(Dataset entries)
↓

impl ExpTree {
    /// Property reference from dotted text (`"a.StructProp.Member"`, `"*"`)
    pub fn property(&mut self, path: &str) -> NodeId {
        self.add(
            Exp::PropertyName(PropertyName::new(PropertyPath::parse(path))),
            [],
        )
    }

    /// `?` when `name` is `None`, `:name` otherwise
    pub fn parameter(&mut self, name: Option<&str>) -> NodeId {
        self.add(
            Exp::Parameter(Parameter {
                name: name.map(str::to_string),
                index: None,
            }),
            [],
        )
    }

    pub fn literal(&mut self, literal: Literal) -> NodeId {
        self.add(Exp::Literal(literal), [])
    }

    pub fn boolean(&mut self, lhs: NodeId, op: BooleanOperator, rhs: NodeId) -> NodeId {
        self.add(Exp::BinaryBoolean(op), [lhs, rhs])
    }

    pub fn not(&mut self, operand: NodeId) -> NodeId {
        self.add(Exp::Not, [operand])
    }

    pub fn binary(&mut self, lhs: NodeId, op: BinaryValueOperator, rhs: NodeId) -> NodeId {
        self.add(Exp::BinaryValue(op), [lhs, rhs])
    }

    pub fn unary(&mut self, op: UnaryValueOperator, operand: NodeId) -> NodeId {
        self.add(Exp::UnaryValue(op), [operand])
    }

    pub fn function(&mut self, call: FunctionCall, args: Vec<NodeId>) -> NodeId {
        self.add(Exp::FunctionCall(call), args)
    }

    pub fn cast(&mut self, operand: NodeId, target: PrimitiveType) -> NodeId {
        self.add(Exp::Cast(target), [operand])
    }

    pub fn value_list(&mut self, items: Vec<NodeId>) -> NodeId {
        self.add(Exp::ValueList, items)
    }

    /// `value [NOT] IN (items)`
    pub fn in_list(&mut self, value: NodeId, items: Vec<NodeId>, negated: bool) -> NodeId {
        let list = self.value_list(items);
        let op = if negated {
            BooleanOperator::NotIn
        } else {
            BooleanOperator::In
        };
        self.boolean(value, op, list)
    }

    /// `value [NOT] BETWEEN lower AND upper`
    pub fn between(&mut self, value: NodeId, lower: NodeId, upper: NodeId, negated: bool) -> NodeId {
        let range = self.add(Exp::BetweenRange, [lower, upper]);
        let op = if negated {
            BooleanOperator::NotBetween
        } else {
            BooleanOperator::Between
        };
        self.boolean(value, op, range)
    }

    /// `value [NOT] LIKE pattern [ESCAPE escape]`
    pub fn like(
        &mut self,
        value: NodeId,
        pattern: NodeId,
        escape: Option<NodeId>,
        negated: bool,
    ) -> NodeId {
        let rhs = match escape {
            Some(escape) => self.add(Exp::LikeEscape, [pattern, escape]),
            None => pattern,
        };
        let op = if negated {
            BooleanOperator::NotLike
        } else {
            BooleanOperator::Like
        };
        self.boolean(value, op, rhs)
    }

    /// Wrap a `SelectStatement` (or `CommonTable`) as a subquery value
    pub fn subquery(&mut self, statement: NodeId) -> NodeId {
        self.add(Exp::Subquery, [statement])
    }

    pub fn exists(&mut self, statement: NodeId) -> NodeId {
        let subquery = self.subquery(statement);
        self.add(Exp::Exists, [subquery])
    }

    /// Mark a node as written inside parentheses
    pub fn parenthesize(&mut self, id: NodeId) -> NodeId {
        self.set_parentheses(id, true);
        id
    }

    pub fn derived(&mut self, value: NodeId, alias: Option<&str>) -> NodeId {
        self.add(
            Exp::DerivedProperty(DerivedProperty {
                alias: alias.map(str::to_string),
            }),
            [value],
        )
    }

    pub fn class_name(&mut self, class: ClassNameRef) -> NodeId {
        self.add(Exp::ClassName(class), [])
    }

    /// `(statement) alias` in a FROM clause
    pub fn subquery_ref(&mut self, statement: NodeId, alias: Option<&str>) -> NodeId {
        let subquery = self.subquery(statement);
        self.add(
            Exp::SubqueryRef {
                alias: alias.map(str::to_string),
            },
            [subquery],
        )
    }

    pub fn join(&mut self, kind: JoinKind, lhs: NodeId, rhs: NodeId, on: Option<NodeId>) -> NodeId {
        let children: Vec<NodeId> = [Some(lhs), Some(rhs), on].into_iter().flatten().collect();
        self.add(Exp::Join(kind), children)
    }

    /// `from JOIN to USING relationship [FORWARD|BACKWARD]`
    pub fn relationship_join(
        &mut self,
        from: NodeId,
        to: NodeId,
        relationship: NodeId,
        direction: JoinDirection,
    ) -> NodeId {
        self.add(
            Exp::RelationshipJoin(RelationshipJoin {
                direction,
                resolved: None,
            }),
            [from, to, relationship],
        )
    }

    /// `[PARTITION BY ...] [ORDER BY ...] [frame]`
    pub fn window_spec(
        &mut self,
        base: Option<&str>,
        partition_by: Vec<NodeId>,
        order_by: Vec<(NodeId, SortDirection)>,
        frame: Option<(WindowFrame, Vec<NodeId>)>,
    ) -> NodeId {
        let mut children = Vec::new();
        if !partition_by.is_empty() {
            children.push(self.add(Exp::WindowPartition, partition_by));
        }
        if !order_by.is_empty() {
            children.push(self.order_by(order_by));
        }
        if let Some((frame, offsets)) = frame {
            children.push(self.add(Exp::WindowFrame(frame), offsets));
        }
        self.add(
            Exp::WindowSpec {
                base: base.map(str::to_string),
            },
            children,
        )
    }

    /// `call OVER name` or `call OVER (spec)`
    pub fn window_function(
        &mut self,
        call: NodeId,
        window_name: Option<&str>,
        spec: Option<NodeId>,
    ) -> NodeId {
        let children: Vec<NodeId> = [Some(call), spec].into_iter().flatten().collect();
        self.add(
            Exp::WindowFunction(WindowFunction {
                window_name: window_name.map(str::to_string),
            }),
            children,
        )
    }

    fn order_by(&mut self, keys: Vec<(NodeId, SortDirection)>) -> NodeId {
        let specs: Vec<NodeId> = keys
            .into_iter()
            .map(|(key, direction)| self.add(Exp::OrderBySpec(direction), [key]))
            .collect();
        self.add(Exp::OrderBy, specs)
    }

    pub fn single_select(&mut self, clauses: SelectClauses) -> NodeId {
        let mut children = vec![self.add(Exp::Selection, clauses.selection)];
        if !clauses.from.is_empty() {
            children.push(self.add(Exp::From, clauses.from));
        }
        if let Some(predicate) = clauses.where_clause {
            children.push(self.add(Exp::Where, [predicate]));
        }
        if !clauses.group_by.is_empty() {
            children.push(self.add(Exp::GroupBy, clauses.group_by));
        }
        if let Some(predicate) = clauses.having {
            children.push(self.add(Exp::Having, [predicate]));
        }
        if !clauses.windows.is_empty() {
            let windows: Vec<NodeId> = clauses
                .windows
                .into_iter()
                .map(|(name, spec)| self.add(Exp::NamedWindow { name }, [spec]))
                .collect();
            children.push(self.add(Exp::WindowClause, windows));
        }
        if !clauses.order_by.is_empty() {
            children.push(self.order_by(clauses.order_by));
        }
        if let Some(limit) = clauses.limit {
            let parts: Vec<NodeId> = [Some(limit), clauses.offset].into_iter().flatten().collect();
            children.push(self.add(Exp::LimitOffset, parts));
        }
        if !clauses.options.is_empty() {
            children.push(self.add(Exp::Options(clauses.options), []));
        }
        self.add(Exp::SingleSelect(clauses.quantifier), children)
    }

    /// Non-compound SELECT statement
    pub fn select(&mut self, single: NodeId) -> NodeId {
        self.add(
            Exp::SelectStatement(CompoundSelect {
                operator: None,
                all: false,
            }),
            [single],
        )
    }

    /// `single op [ALL] rest`, where `rest` is a `SelectStatement`
    pub fn compound(
        &mut self,
        single: NodeId,
        operator: CompoundOperator,
        all: bool,
        rest: NodeId,
    ) -> NodeId {
        self.add(
            Exp::SelectStatement(CompoundSelect {
                operator: Some(operator),
                all,
            }),
            [single, rest],
        )
    }

    /// `WITH [RECURSIVE] blocks statement`
    pub fn common_table(
        &mut self,
        recursive: bool,
        blocks: Vec<(CommonTableBlock, NodeId)>,
        statement: NodeId,
    ) -> NodeId {
        let mut children: Vec<NodeId> = blocks
            .into_iter()
            .map(|(block, select)| self.add(Exp::CommonTableBlock(block), [select]))
            .collect();
        children.push(statement);
        self.add(Exp::CommonTable { recursive }, children)
    }

    /// `UPDATE class SET target = value, ... [WHERE predicate]`
    pub fn update(
        &mut self,
        class: NodeId,
        assignments: Vec<(NodeId, NodeId)>,
        where_clause: Option<NodeId>,
        options: Vec<OptionEntry>,
    ) -> NodeId {
        let assignments: Vec<NodeId> = assignments
            .into_iter()
            .map(|(target, value)| self.add(Exp::Assignment, [target, value]))
            .collect();
        let mut children = vec![class, self.add(Exp::AssignmentList, assignments)];
        if let Some(predicate) = where_clause {
            children.push(self.add(Exp::Where, [predicate]));
        }
        if !options.is_empty() {
            children.push(self.add(Exp::Options(options), []));
        }
        self.add(Exp::Update, children)
    }

    /// `INSERT INTO class [(properties)] VALUES (values)`
    pub fn insert(&mut self, class: NodeId, properties: Vec<NodeId>, values: Vec<NodeId>) -> NodeId {
        let mut children = vec![class];
        if !properties.is_empty() {
            children.push(self.add(Exp::PropertyNameList, properties));
        }
        children.push(self.value_list(values));
        self.add(Exp::Insert, children)
    }

    /// `DELETE FROM class [WHERE predicate]`
    pub fn delete(
        &mut self,
        class: NodeId,
        where_clause: Option<NodeId>,
        options: Vec<OptionEntry>,
    ) -> NodeId {
        let mut children = vec![class];
        if let Some(predicate) = where_clause {
            children.push(self.add(Exp::Where, [predicate]));
        }
        if !options.is_empty() {
            children.push(self.add(Exp::Options(options), []));
        }
        self.add(Exp::Delete, children)
    }
}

↑

== What needs to be done ==
From the data above, copy each line where the string "SortDirection" appears.

== Result ==
        order_by: Vec<(NodeId, SortDirection)>,
    fn order_by(&mut self, keys: Vec<(NodeId, SortDirection)>) -> NodeId {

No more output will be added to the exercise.